The main plot is a mess because right off the bat it has no idea where to go.  You may get the idea this is some Agatha Christie whodunnit or maybe like The Thing (fitting with the arctic theme) of having a cast of about ten people and trying to discover who is the villain.  Both you and I would be wrong in this case.  This is not some small ensemble we get to know about because this is apparenlty a huge research station housing a few hundred people.  We get to know (know being a rather loose term) about three characters and the rest of them might as well be mannequins.  Imagine the shock and horror to learn that Wally who runs the test tubes between Labs 3 and 5 is one of the people involved in the conspiracy.  OMG!  That is really the reaction we are supposed to have to such a bland revalation.
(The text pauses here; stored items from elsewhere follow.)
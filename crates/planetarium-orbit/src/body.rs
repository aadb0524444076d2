//! Orbital elements and spline sampling for a single body.
//!
//! An [`OrbitalBody`] owns its orbit shape; the parent position it circles is
//! supplied each tick by the [`OrbitalSystem`](crate::OrbitalSystem).

use glam::{DQuat, DVec3, EulerRot};
use planetarium_config::BodyConfig;

use crate::ellipse::semi_minor_axis;
use crate::spline::OrbitSpline;

/// A body that travels along an elliptical spline around its parent.
///
/// Orbital elements are edited through setters so the derived semi-minor
/// axis and the periapsis clamp stay consistent.
#[derive(Debug, Clone, PartialEq)]
pub struct OrbitalBody {
    name: String,
    position: DVec3,
    /// Accumulated self-rotation in degrees (pitch, yaw, roll).
    rotation: DVec3,
    rotation_rate: DVec3,
    angular_velocity: f64,
    t: f64,
    t_offset: f64,
    inclination: f64,
    periapsis_longitude: f64,
    periapsis_latitude: f64,
    periapsis_height: f64,
    semi_major_axis: f64,
    semi_minor_axis: f64,
    eccentricity: f64,
    max_spline_points: usize,
    mobile: bool,
    spline: Option<OrbitSpline>,
}

impl OrbitalBody {
    pub fn new(name: impl Into<String>) -> Self {
        Self::from_config(&BodyConfig {
            name: name.into(),
            ..BodyConfig::default()
        })
    }

    pub fn from_config(config: &BodyConfig) -> Self {
        let mut body = Self {
            name: config.name.clone(),
            position: DVec3::from_array(config.position),
            rotation: DVec3::ZERO,
            rotation_rate: DVec3::from_array(config.rotation_rate),
            angular_velocity: config.angular_velocity,
            t: config.t_offset,
            t_offset: config.t_offset,
            inclination: config.inclination,
            periapsis_longitude: config.periapsis_longitude,
            periapsis_latitude: config.periapsis_latitude,
            periapsis_height: config.periapsis_height,
            semi_major_axis: config.semi_major_axis.max(0.0),
            semi_minor_axis: 0.0,
            eccentricity: config.eccentricity,
            max_spline_points: config.max_spline_points,
            mobile: config.mobile,
            spline: None,
        };
        body.set_eccentricity(config.eccentricity);
        body
    }

    pub fn name(&self) -> &str {
        &self.name
    }

    pub fn position(&self) -> DVec3 {
        self.position
    }

    pub fn set_position(&mut self, position: DVec3) {
        self.position = position;
    }

    /// Accumulated self-rotation in degrees.
    pub fn rotation_degrees(&self) -> DVec3 {
        self.rotation
    }

    pub fn orientation(&self) -> DQuat {
        let r = self.rotation;
        DQuat::from_euler(
            EulerRot::ZYX,
            r.y.to_radians(),
            r.x.to_radians(),
            r.z.to_radians(),
        )
    }

    pub fn angular_velocity(&self) -> f64 {
        self.angular_velocity
    }

    pub fn set_angular_velocity(&mut self, angular_velocity: f64) {
        self.angular_velocity = angular_velocity;
    }

    /// Seconds travelled along the current lap.
    pub fn time(&self) -> f64 {
        self.t
    }

    pub fn t_offset(&self) -> f64 {
        self.t_offset
    }

    /// Also restarts the body from the new offset.
    pub fn set_t_offset(&mut self, t_offset: f64) {
        self.t_offset = t_offset;
        self.t = t_offset;
    }

    pub fn reset_time(&mut self) {
        self.t = self.t_offset;
    }

    pub fn inclination(&self) -> f64 {
        self.inclination
    }

    pub fn set_inclination(&mut self, degrees: f64) {
        self.inclination = degrees;
    }

    pub fn periapsis_longitude(&self) -> f64 {
        self.periapsis_longitude
    }

    pub fn set_periapsis_longitude(&mut self, degrees: f64) {
        self.periapsis_longitude = degrees;
    }

    pub fn periapsis_latitude(&self) -> f64 {
        self.periapsis_latitude
    }

    pub fn set_periapsis_latitude(&mut self, degrees: f64) {
        self.periapsis_latitude = degrees;
    }

    pub fn periapsis_height(&self) -> f64 {
        self.periapsis_height
    }

    /// Clamped to `[0, semi_major_axis]`.
    pub fn set_periapsis_height(&mut self, height: f64) {
        self.periapsis_height = height.clamp(0.0, self.semi_major_axis);
    }

    pub fn semi_major_axis(&self) -> f64 {
        self.semi_major_axis
    }

    pub fn set_semi_major_axis(&mut self, a: f64) {
        self.semi_major_axis = a.max(0.0);
        self.set_eccentricity(self.eccentricity);
    }

    pub fn semi_minor_axis(&self) -> f64 {
        self.semi_minor_axis
    }

    pub fn eccentricity(&self) -> f64 {
        self.eccentricity
    }

    /// Clamped to `[0, 1]`. Recomputes the semi-minor axis and re-clamps the
    /// periapsis height.
    pub fn set_eccentricity(&mut self, e: f64) {
        self.eccentricity = e.clamp(0.0, 1.0);
        self.semi_minor_axis = semi_minor_axis(self.semi_major_axis, self.eccentricity);
        self.periapsis_height = self.periapsis_height.clamp(0.0, self.semi_major_axis);
    }

    pub fn max_spline_points(&self) -> usize {
        self.max_spline_points
    }

    pub fn set_max_spline_points(&mut self, points: usize) {
        self.max_spline_points = points;
    }

    pub fn is_mobile(&self) -> bool {
        self.mobile
    }

    pub fn set_mobile(&mut self, mobile: bool) {
        self.mobile = mobile;
    }

    /// Degrees per second (pitch, yaw, roll).
    pub fn rotation_rate(&self) -> DVec3 {
        self.rotation_rate
    }

    pub fn set_rotation_rate(&mut self, rate: DVec3) {
        self.rotation_rate = rate;
    }

    pub fn spline(&self) -> Option<&OrbitSpline> {
        self.spline.as_ref()
    }

    pub fn spline_mut(&mut self) -> Option<&mut OrbitSpline> {
        self.spline.as_mut()
    }

    /// Replace the orbit with a fresh spline around `center`.
    pub fn rebuild_spline(&mut self, center: DVec3) {
        self.spline = Some(OrbitSpline::for_body(self, self.max_spline_points, center));
    }

    /// Move to the spline location for the current time.
    ///
    /// Overshooting the loop restarts the lap at `t = 0` with the body held at
    /// the end of the loop for this update. A non-positive distance maps to
    /// the end of the loop. Without a spline the position is unchanged.
    pub fn update_position(&mut self) {
        let Some(spline) = &self.spline else {
            return;
        };
        let length = spline.length();
        let mut dist = self.angular_velocity * self.t;
        if dist > length {
            self.t = 0.0;
        } else if dist <= 0.0 {
            dist = length;
        }
        self.position = spline.location_at_distance(dist);
    }

    /// Advance time, follow the spline and spin. Immobile bodies do nothing.
    pub fn tick(&mut self, dt: f64) {
        if !self.mobile {
            return;
        }
        self.t += dt;
        self.update_position();
        self.rotation += self.rotation_rate * dt;
    }
}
It doesn’t even seem like the movie has a clue as to where to go next in the mystery.  In most of these movies, there are clues in the crime scene which gives our protagonist a place to go next.  It is just a natural way to drive the plot.  But in Whiteout, for long stretches Carrie is just sitting around almost like she is waiting for the writers to plant the next plot point in her lap.  There were moments when I was really asking „Is anything going to happen?“ only to have the killer attempt to kill Carrie for no reason whatsoever.  And just when you think this movie can’t get any more lame, then there is the twist.  Because movies like this ALWAYS has to have one.  Trust me, if you can’t deduce from the whole whopping three characters in this movie who the bad guy is then you need to watch more movies.  The end reveal doesn’t even make a damn lick of sense because it doesn’t match at all the character they have built up the majority of the movie.  I swear it almost seems like the character is apologizing to the audience for how crappy the twist is right after it is revealed.

The movie tries to spice up the bland main plot by throwing in two bland mini mysteries.  The first has the characters questioning what is in this package that has the characters killing themselves.  I would have thought a screen writer with even half a brain would recognize it doesn’t matter what a macguffin is.  Seriously, it doesn’t matter if the package had diamonds, or a nuclear bomb, or a priceless work of art, or the world’s funniest joke.  The macguffin doesn’t matter in a movie like this, the journey is what matters.  The second mini mystery involves what happened to Carrie prior to coming to the station.  Something happened on the job which made her want to give up her career but instead chose to live in this Antartic substation.  I’m not saying a character can’t be mysterious and have things revealed later on in the movie.  But this movie has no interesting characters to start with and they do nothing to make them all that compelling.  The movie actually needed to tell us this “secret“ from her past right up front.  It tells us something important to her character.  It makes her vulnerable and therefore makes her a more compelling character.  By making that story some tight lipped secret, all you have done is keep the main character at arms length from the audience so as to not give too much away.  You make her bland for the sake of a payoff that isn’t even worth it.  That’s how ass backwards this movie is.  It tells you things to make you care about the characters at the end of the movie when you have long since stopped giving a crap.

This movie also feels poorly produced.  When we get poorly rendered CGI planes, storms, and even normal snow then you know you are in for a poor movie overall.  Kate Beckinsale is bland but, as mentioned before, that is more a problem of bad writing rather than anything else.  Tom Skeritt is a welcome addition as he is the only one allowed to have any fun on this shoot.  The rest of the cast is just as unremarkable as the rest of the movie.

Again, I didn’t HATE this movie.  But this movie was in planning hell for about eight years before production and sat on the shelf for another two.  How do you think it will turn out?  While there is nothing in this movie to hate, there is also not anything to like either.  The plot is dull, the production is piss poor, the acting is bland, the action is non-existant, and the mystery is damn near laughable.  This movie has already largely been forgotten by everyone and it should stay that way.